1 files changed, 293 insertions, 0 deletions
diff --git a/Documentation/admin-guide/mm/userfaultfd.rst b/Documentation/admin-guide/mm/userfaultfd.rst
new file mode 100644
index 000000000..1dc2d5f82
--- /dev/null
+++ b/Documentation/admin-guide/mm/userfaultfd.rst
@@ -0,0 +1,293 @@
+.. _userfaultfd:
+
+===========
+Userfaultfd
+===========
+
+Objective
+=========
+
+Userfaults allow the implementation of on-demand paging from userland
+and more generally they allow userland to take control of various
+memory page faults, something otherwise only the kernel code could do.
+
+For example userfaults allows a proper and more optimal implementation
+of the ``PROT_NONE+SIGSEGV`` trick.
+
+Design
+======
+
+Userfaults are delivered and resolved through the ``userfaultfd`` syscall.
+
+The ``userfaultfd`` (aside from registering and unregistering virtual
+memory ranges) provides two primary functionalities:
+
+1) ``read/POLLIN`` protocol to notify a userland thread of the faults
+   happening
+
+2) various ``UFFDIO_*`` ioctls that can manage the virtual memory regions
+   registered in the ``userfaultfd`` that allows userland to efficiently
+   resolve the userfaults it receives via 1) or to manage the virtual
+   memory in the background
+
+The real advantage of userfaults if compared to regular virtual memory
+management of mremap/mprotect is that the userfaults in all their
+operations never involve heavyweight structures like vmas (in fact the
+``userfaultfd`` runtime load never takes the mmap_lock for writing).
+
+Vmas are not suitable for page- (or hugepage) granular fault tracking
+when dealing with virtual address spaces that could span
+Terabytes. Too many vmas would be needed for that.
+
+The ``userfaultfd`` once opened by invoking the syscall, can also be
+passed using unix domain sockets to a manager process, so the same
+manager process could handle the userfaults of a multitude of
+different processes without them being aware about what is going on
+(well of course unless they later try to use the ``userfaultfd``
+themselves on the same region the manager is already tracking, which
+is a corner case that would currently return ``-EBUSY``).
+
+API
+===
+
+When first opened the ``userfaultfd`` must be enabled invoking the
+``UFFDIO_API`` ioctl specifying a ``uffdio_api.api`` value set to ``UFFD_API`` (or
+a later API version) which will specify the ``read/POLLIN`` protocol
+userland intends to speak on the ``UFFD`` and the ``uffdio_api.features``
+userland requires.

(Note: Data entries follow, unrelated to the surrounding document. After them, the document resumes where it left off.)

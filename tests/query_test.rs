//! Traversal and lookup behaviour against loaded lexicons.

mod common;

use test_log::test;

use wnxml::{
    codec::load,
    lexicon::Lexicon,
    properties::{PartOfSpeech, RelationType, Synset},
    query::{QueryEngine, TraceEntry},
    WnError,
};

fn chain(ids: &[&str], closing: bool) -> Lexicon {
    let mut synsets: Vec<Synset> = ids
        .windows(2)
        .map(|pair| Synset::new(pair[0], PartOfSpeech::Noun).with_relation(pair[1], "hyponym"))
        .collect();
    let last = Synset::new(ids[ids.len() - 1], PartOfSpeech::Noun);
    synsets.push(if closing {
        last.with_relation(ids[0], "hyponym")
    } else {
        last
    });
    Lexicon::from_synsets(synsets)
}

fn ids_and_depths<'a>(entries: &[TraceEntry<'a>]) -> Vec<(&'a str, usize)> {
    entries.iter().map(|e| (e.id, e.depth)).collect()
}

#[test]
fn test_traversal_terminates_on_cycles() {
    let lexicon = chain(&["A", "B", "C"], true);
    let engine = QueryEngine::new(&lexicon);
    let entries = engine
        .related_synsets("A", &RelationType::Hyponym, true, None)
        .unwrap();
    assert_eq!(ids_and_depths(&entries), [("B", 1), ("C", 2)]);
}

#[test]
fn test_depth_labels_and_bound() {
    let lexicon = chain(&["A", "B", "C", "D"], false);
    let engine = QueryEngine::new(&lexicon);

    let unbounded = engine
        .related_synsets("A", &RelationType::Hyponym, true, None)
        .unwrap();
    assert_eq!(ids_and_depths(&unbounded), [("B", 1), ("C", 2), ("D", 3)]);

    let bounded = engine
        .related_synsets("A", &RelationType::Hyponym, true, Some(1))
        .unwrap();
    assert_eq!(ids_and_depths(&bounded), [("B", 1)]);

    let direct = engine
        .related_synsets("A", &RelationType::Hyponym, false, None)
        .unwrap();
    assert_eq!(ids_and_depths(&direct), [("B", 1)]);
}

#[test]
fn test_unknown_id_is_a_lookup_error() {
    let lexicon = chain(&["A", "B"], false);
    let engine = QueryEngine::new(&lexicon);
    let err = engine
        .related_synsets("NO-SUCH-ID", &RelationType::Hyponym, false, None)
        .unwrap_err();
    assert!(matches!(err, WnError::Lookup(_)));
}

#[test]
fn test_every_sense_is_resolved() {
    let lexicon = load(common::WORDNET).unwrap();
    let engine = QueryEngine::new(&lexicon);
    let traces = engine
        .resolve_query("kutya", PartOfSpeech::Noun, &RelationType::Hypernym, true, None)
        .unwrap();

    let senses: Vec<&str> = traces.iter().map(|t| t.sense.id.as_str()).collect();
    assert_eq!(senses, ["HUN-1", "HUN-2"]);
    assert_eq!(ids_and_depths(&traces[0].entries), [("HUN-3", 1), ("HUN-4", 2)]);
    assert_eq!(ids_and_depths(&traces[1].entries), [("HUN-5", 1), ("HUN-4", 2)]);

    let rendered = traces[0].to_string();
    let lines: Vec<&str> = rendered.lines().collect();
    assert_eq!(lines.len(), 3);
    assert!(lines[0].starts_with("HUN-1  {kutya:1, eb:1}"));
    assert!(lines[1].starts_with("  HUN-3  {kutyaféle:1}"));
    assert!(lines[2].starts_with("    HUN-4  {élőlény:1}"));
}

#[test]
fn test_dangling_target_is_a_terminal_entry() {
    let lexicon = load(common::WORDNET).unwrap();
    let engine = QueryEngine::new(&lexicon);
    let also_see = RelationType::AlsoSee;
    let entries = engine.related_synsets("HUN-6", &also_see, true, None).unwrap();
    assert_eq!(entries.len(), 1);
    assert_eq!(entries[0].id, "HUN-99");
    assert!(entries[0].synset.is_none());
}

#[test]
fn test_distinct_literal_count_spans_parts_of_speech() {
    let lexicon = Lexicon::from_synsets([
        Synset::new("N-1", PartOfSpeech::Noun)
            .with_literal("fut", "1")
            .with_literal("futás", "1"),
        Synset::new("N-2", PartOfSpeech::Noun).with_literal("fut", "2"),
        Synset::new("V-1", PartOfSpeech::Verb).with_literal("fut", "1"),
    ]);
    let stats = lexicon.stats();
    assert_eq!(stats.synset_count, 3);
    assert_eq!(stats.literal_occurrence_count, 4);
    assert_eq!(stats.distinct_literal_count, 2);
    assert_eq!(stats.per_pos[&PartOfSpeech::Noun].words, 2);
    assert_eq!(stats.per_pos[&PartOfSpeech::Verb].words, 1);
}

#[test]
fn test_graph_measures_on_loaded_wordnet() {
    let lexicon = load(common::WORDNET).unwrap();
    let engine = QueryEngine::new(&lexicon);
    let hypernym = RelationType::Hypernym;
    let hyponym = RelationType::Hyponym;

    assert_eq!(engine.max_depth("HUN-1", &hypernym).unwrap(), 3);
    assert_eq!(engine.max_depth("HUN-4", &hyponym).unwrap(), 3);
    assert_eq!(engine.subgraph_size("HUN-4", &hyponym).unwrap(), 5);
    assert_eq!(
        engine.is_connected_with("HUN-2", &hypernym, &["HUN-3", "HUN-4"]),
        Some("HUN-4".to_string())
    );
    assert!(engine.is_literal_compatible_with_synset("kutya", "HUN-4", true));
    assert!(!engine.is_literal_compatible_with_synset("kutya", "HUN-4", false));
    assert_eq!(
        engine.are_synonyms("kutya", "gazember", PartOfSpeech::Noun),
        Some("HUN-2".to_string())
    );

    let scores = engine.similarity_leacock_chodorow(
        "kutya",
        "kutya",
        PartOfSpeech::Noun,
        &hypernym,
        false,
    );
    assert_eq!(scores.len(), 4);
    assert!((scores[0].score - -(1.0f64 / 40.0).log10()).abs() < 1e-9);
}

#[test]
fn test_lexicon_is_shareable_across_threads() {
    fn assert_send_sync<T: Send + Sync>() {}
    assert_send_sync::<Lexicon>();

    let lexicon = load(common::WORDNET).unwrap();
    std::thread::scope(|scope| {
        for word in ["kutya", "ember"] {
            let lexicon = &lexicon;
            scope.spawn(move || {
                assert!(!lexicon.find_by_literal(word, PartOfSpeech::Noun).is_empty());
            });
        }
    });
}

The ``UFFDIO_API`` ioctl if successful (i.e. if the
+requested ``uffdio_api.api`` is spoken also by the running kernel and the
+requested features are going to be enabled) will return into
+``uffdio_api.features`` and ``uffdio_api.ioctls`` two 64bit bitmasks of
+respectively all the available features of the read(2) protocol and
+the generic ioctl available.
+
+The ``uffdio_api.features`` bitmask returned by the ``UFFDIO_API`` ioctl
+defines what memory types are supported by the ``userfaultfd`` and what
+events, except page fault notifications, may be generated.
+
+If the kernel supports registering ``userfaultfd`` ranges on hugetlbfs
+virtual memory areas, ``UFFD_FEATURE_MISSING_HUGETLBFS`` will be set in
+``uffdio_api.features``. Similarly, ``UFFD_FEATURE_MISSING_SHMEM`` will be
+set if the kernel supports registering ``userfaultfd`` ranges on shared
+memory (covering all shmem APIs, i.e. tmpfs, ``IPCSHM``, ``/dev/zero``,
+``MAP_SHARED``, ``memfd_create``, etc).
+
+The userland application that wants to use ``userfaultfd`` with hugetlbfs
+or shared memory need to set the corresponding flag in
+``uffdio_api.features`` to enable those features.
+
+If the userland desires to receive notifications for events other than
+page faults, it has to verify that ``uffdio_api.features`` has appropriate
+``UFFD_FEATURE_EVENT_*`` bits set. These events are described in more
+detail below in `Non-cooperative userfaultfd`_ section.
+
+Once the ``userfaultfd`` has been enabled the ``UFFDIO_REGISTER`` ioctl should
+be invoked (if present in the returned ``uffdio_api.ioctls`` bitmask) to
+register a memory range in the ``userfaultfd`` by setting the
+uffdio_register structure accordingly. The ``uffdio_register.mode``
+bitmask will specify to the kernel which kind of faults to track for
+the range (``UFFDIO_REGISTER_MODE_MISSING`` would track missing
+pages). The ``UFFDIO_REGISTER`` ioctl will return the
+``uffdio_register.ioctls`` bitmask of ioctls that are suitable to resolve
+userfaults on the range registered. Not all ioctls will necessarily be
+supported for all memory types depending on the underlying virtual
+memory backend (anonymous memory vs tmpfs vs real filebacked
+mappings).
+
+Userland can use the ``uffdio_register.ioctls`` to manage the virtual
+address space in the background (to add or potentially also remove
+memory from the ``userfaultfd`` registered range). This means a userfault
+could be triggering just before userland maps in the background the
+user-faulted page.
+
+The primary ioctl to resolve userfaults is ``UFFDIO_COPY``. That
+atomically copies a page into the userfault registered range and wakes
+up the blocked userfaults
+(unless ``uffdio_copy.mode & UFFDIO_COPY_MODE_DONTWAKE`` is set).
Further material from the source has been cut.